There are five areas of innovation infrastructure spending that would put Canada into the foremost ranks of the “ Competitive Innovation Nations” -- a consistent CATA drive outlined in its mission and mandate as Canada’s One Voice for Innovation Lobby Group.
The Service Sector
- Support the continuing transformation of our economy from a manufacturing focus to a service sector focus, which has grown to encompass 75% of our economy -- a fact known to everyone but the government
- In sectors like automotive concentrate on making Canada the leader in the ‘next big thing’: developing the services and technologies for the “last frontier of ICT” -- plugging the vehicle into the global communications network, to integrate them into our digital lifestyle. This will spread the opportunity for participation in the automotive sector across the nation, to software firms in every city.
- ICT should be used to promote Canadian super-clusters of expertise, the new “silos” of industrial power. Globalization has made the development of specialty business “silo clusters” very difficult. Support for specific companies such as RIM and Nortel, the core of our telecom cluster, would help sustain a jewel. You can trace the lineage of hundreds of companies to Nortel/BNR; when that kind of a base is lost, the country’s ability to develop supply chains and other “surround” industries is gone for good.
- Tax Measures should be adjusted to the needs of the service economy. In addition to continuing refinement our Canada’s research tax credits, a “Go To Market” tax credit should be issued to any company that has formally filed SRED and has proof of a finished commercial project: “We finance R&D in this country, but we ignore marketing, which is our number one issue. What we can’t do is paint the house and patch the foundation so we all feel better.

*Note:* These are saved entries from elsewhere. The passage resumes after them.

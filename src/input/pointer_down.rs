//! Pointer down handling - drag start.

use crate::bus::DragEvent;
use crate::input::state::{DragOrigin, DragSession, InteractionState};
use crate::manager::DragDropManager;
use crate::profile_scope;
use crate::surface::Surface;
use crate::types::{ItemKind, Point};

impl<P> DragDropManager<P> {
    /// Start a drag if an enabled draggable is under `point`.
    ///
    /// Returns `false` (and changes nothing) when nothing draggable was hit.
    /// A pointer down during a drag starts a fresh drag.
    pub fn pointer_down<S: Surface + ?Sized>(&mut self, surface: &S, point: Point) -> bool {
        profile_scope!("pointer_down");

        let stack = surface.elements_at(point);
        let Some(drag_item) = self.hit_test(ItemKind::Draggable, &stack) else {
            tracing::trace!(x = point.x, y = point.y, "Pointer down missed every draggable");
            return false;
        };
        let drop_item = self.hit_test(ItemKind::Droppable, &stack);

        let element_rect = surface.bounding_rect(drag_item.element());
        if element_rect.is_none() {
            tracing::warn!(
                element = ?drag_item.element(),
                "Drag started on an element without a bounding box; using pointer position"
            );
        }

        let hovering = drop_item.is_some();
        tracing::debug!(
            element = ?drag_item.element(),
            key = drag_item.key.raw(),
            x = point.x,
            y = point.y,
            hovering,
            "Drag started"
        );

        self.commit(InteractionState::Dragging(DragSession {
            origin: DragOrigin {
                tracked: drag_item.clone(),
                element_rect,
            },
            drag_item,
            drop_item,
            initial_pointer: point,
            pointer: point,
        }));

        if hovering {
            self.emit(&[DragEvent::DragStart, DragEvent::HoverStart]);
        } else {
            self.emit(&[DragEvent::DragStart]);
        }
        true
    }
}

That would waste what could otherwise be an opportunity.”
- Projects like pervasive and cheap high speed internet should be a major priority.
- Canada should become the number one country in the world in theadoption of broadband technology. This is consistent with U.S. policies on broadband leadership and net neutrality to help support the industries of the future.
- Aerospace is a proving ground for communications technologies. In addition to continuing to support the large projects that are on the drawing-boards, support should be given to public-private funding for “micro-projects”.
Public Safety and Cybersecurity
the Cyber Security Market alone is projected at more than $170 Billion by 2020; we should invest in, develop and showcase Canadian innovation, expertise and thought leadership in this key global sector
equally important are investments in the technologies and the showcasing solutions that support Canada’s public safety providers, including first responders, emergency management offices, public safety agencies, hospitals, port and border services, utilities, and many others who play a crucial role in keeping Canada safe.
- Canada can take a lead in the adoption of energy-saving practices, using ICT to monitor, control and optimize the use of energy.
- Canada can also lead in the drive to save energy in the ICT environment itself, through projects that concentrate on “Green Data Centres’ and ‘Green Computing’.
- Use ICT to make all public buildings more efficient, and use public-private partners to spread proven practices into the marketplace.
– Concentrate especially on services and technologies that provide preventative measures instead of dealing with a response to illness, plus basic wellness;
– Provide electronic records that connect communicate between doctors, hospitals and health care organizations.
All five areas require additional spending on education and human resources transformation, to end the mismatching of job skills and the requirements of the marketplace.
We urgently need to do two things. First, get measures underway now, today to set aside a very big, 4 percent of GDP infrastructure fund. Second, use leadership to set out the national priorities for spending -- spending that goes to productivity-enhancing,future-oriented infrastructure. We don’t need a national debate, or the usual Canadian handwringing. The trends are obvious about where we should be spending. Let’s get on with the job.